[Stored data entries]
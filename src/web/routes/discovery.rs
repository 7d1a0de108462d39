use axum::{extract::State, http::StatusCode, Json};
use serde::{Deserialize, Serialize};
use serde_json::{json, Value};
use tracing::info;

use crate::error::RadarError;
use crate::models::{Developer, Region};
use crate::services::discovery_service::{SessionPhase, SessionView};
use crate::services::live_channel::ChannelStatus;
use crate::web::AppState;

type ApiError = (StatusCode, Json<Value>);

fn error_response(err: RadarError) -> ApiError {
    (
        err.status_code(),
        Json(json!({ "error": err.kind(), "detail": err.to_string() })),
    )
}

#[derive(Debug, Serialize)]
pub struct MarkerView {
    pub id: String,
    pub latitude: f64,
    pub longitude: f64,
    pub avatar_url: Option<String>,
    pub name: String,
    pub bio: Option<String>,
    /// Callout text, e.g. "go, rust".
    pub techs: String,
    pub profile_url: Option<String>,
}

impl From<Developer> for MarkerView {
    fn from(dev: Developer) -> Self {
        Self {
            techs: dev.techs_label(),
            profile_url: dev.profile_url(),
            id: dev.id,
            latitude: dev.latitude,
            longitude: dev.longitude,
            avatar_url: dev.avatar_url,
            name: dev.name,
            bio: dev.bio,
        }
    }
}

#[derive(Debug, Serialize)]
pub struct DiscoveryResponse {
    pub phase: SessionPhase,
    pub channel: ChannelStatus,
    pub region: Option<Region>,
    pub tech_filter: String,
    pub markers: Vec<MarkerView>,
}

impl From<SessionView> for DiscoveryResponse {
    fn from(view: SessionView) -> Self {
        Self {
            phase: view.phase,
            channel: view.channel,
            region: view.region,
            tech_filter: view.tech_filter,
            markers: view.developers.into_iter().map(MarkerView::from).collect(),
        }
    }
}

#[derive(Debug, Deserialize)]
pub struct SearchBody {
    #[serde(default)]
    techs: Option<String>,
}

pub async fn discovery_handler(State(state): State<AppState>) -> Json<DiscoveryResponse> {
    let session = state.session.lock().await;
    Json(session.view().into())
}

pub async fn locate_handler(
    State(state): State<AppState>,
) -> Result<Json<DiscoveryResponse>, ApiError> {
    let mut session = state.session.lock().await;
    session
        .locate(state.location.as_ref())
        .await
        .map_err(error_response)?;
    Ok(Json(session.view().into()))
}

pub async fn region_handler(
    State(state): State<AppState>,
    Json(region): Json<Region>,
) -> Result<Json<DiscoveryResponse>, ApiError> {
    let mut session = state.session.lock().await;
    session.update_region(region).map_err(error_response)?;
    Ok(Json(session.view().into()))
}

pub async fn search_handler(
    State(state): State<AppState>,
    Json(body): Json<SearchBody>,
) -> Result<Json<DiscoveryResponse>, ApiError> {
    let mut session = state.session.lock().await;
    if let Some(techs) = body.techs {
        session.set_tech_filter(techs);
    }
    let count = session.search().await.map_err(error_response)?;
    info!(count, "🔎 Search served");
    Ok(Json(session.view().into()))
}

pub async fn resume_handler(
    State(state): State<AppState>,
) -> Result<Json<DiscoveryResponse>, ApiError> {
    let mut session = state.session.lock().await;
    session.resume_live().await.map_err(error_response)?;
    Ok(Json(session.view().into()))
}
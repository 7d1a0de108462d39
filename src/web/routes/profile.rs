use axum::{
    extract::Path,
    http::StatusCode,
    response::{IntoResponse, Redirect},
};
use tracing::warn;

use crate::models::github_profile_url;

// Deep link from a marker callout; the handle is the only parameter.
pub async fn profile_handler(Path(github_username): Path<String>) -> impl IntoResponse {
    match github_profile_url(&github_username) {
        Some(url) => Redirect::temporary(&url).into_response(),
        None => {
            warn!("Rejected profile handle '{}'", github_username);
            StatusCode::BAD_REQUEST.into_response()
        }
    }
}
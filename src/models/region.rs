use serde::{Deserialize, Serialize};

use crate::error::RadarError;
use crate::models::developer::valid_position;

/// Span of the first viewport around the device position.
pub const INITIAL_REGION_DELTA: f64 = 0.04;

// Map viewport. Only the center goes to the server; the radius is implicit.
#[derive(Debug, Clone, Copy, PartialEq, Serialize, Deserialize)]
pub struct Region {
    pub latitude: f64,
    pub longitude: f64,
    pub latitude_delta: f64,
    pub longitude_delta: f64,
}

impl Region {
    pub fn around(latitude: f64, longitude: f64) -> Result<Self, RadarError> {
        Region {
            latitude,
            longitude,
            latitude_delta: INITIAL_REGION_DELTA,
            longitude_delta: INITIAL_REGION_DELTA,
        }
        .validated()
    }

    pub fn validated(self) -> Result<Self, RadarError> {
        if !valid_position(self.latitude, self.longitude) {
            return Err(RadarError::InvalidCoordinates {
                latitude: self.latitude,
                longitude: self.longitude,
            });
        }
        Ok(self)
    }
}

/// Parameters shared by a search and the live session opened after it.
#[derive(Debug, Clone, PartialEq, Serialize)]
pub struct SessionParams {
    pub latitude: f64,
    pub longitude: f64,
    /// Comma-delimited filter exactly as typed; matching is server-side.
    pub techs: String,
}

impl SessionParams {
    pub fn new(region: &Region, techs: impl Into<String>) -> Self {
        Self {
            latitude: region.latitude,
            longitude: region.longitude,
            techs: techs.into(),
        }
    }

    pub fn query_pairs(&self) -> [(&'static str, String); 3] {
        [
            ("latitude", self.latitude.to_string()),
            ("longitude", self.longitude.to_string()),
            ("techs", self.techs.clone()),
        ]
    }
}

* _Work required_:
In the entries above, which lines hold the word "async"? Copy them out.

* _Solution for this exercise_:
pub async fn discovery_handler(State(state): State<AppState>) -> Json<DiscoveryResponse> {
pub async fn locate_handler(
pub async fn region_handler(
pub async fn search_handler(
pub async fn resume_handler(
pub async fn profile_handler(Path(github_username): Path<String>) -> impl IntoResponse {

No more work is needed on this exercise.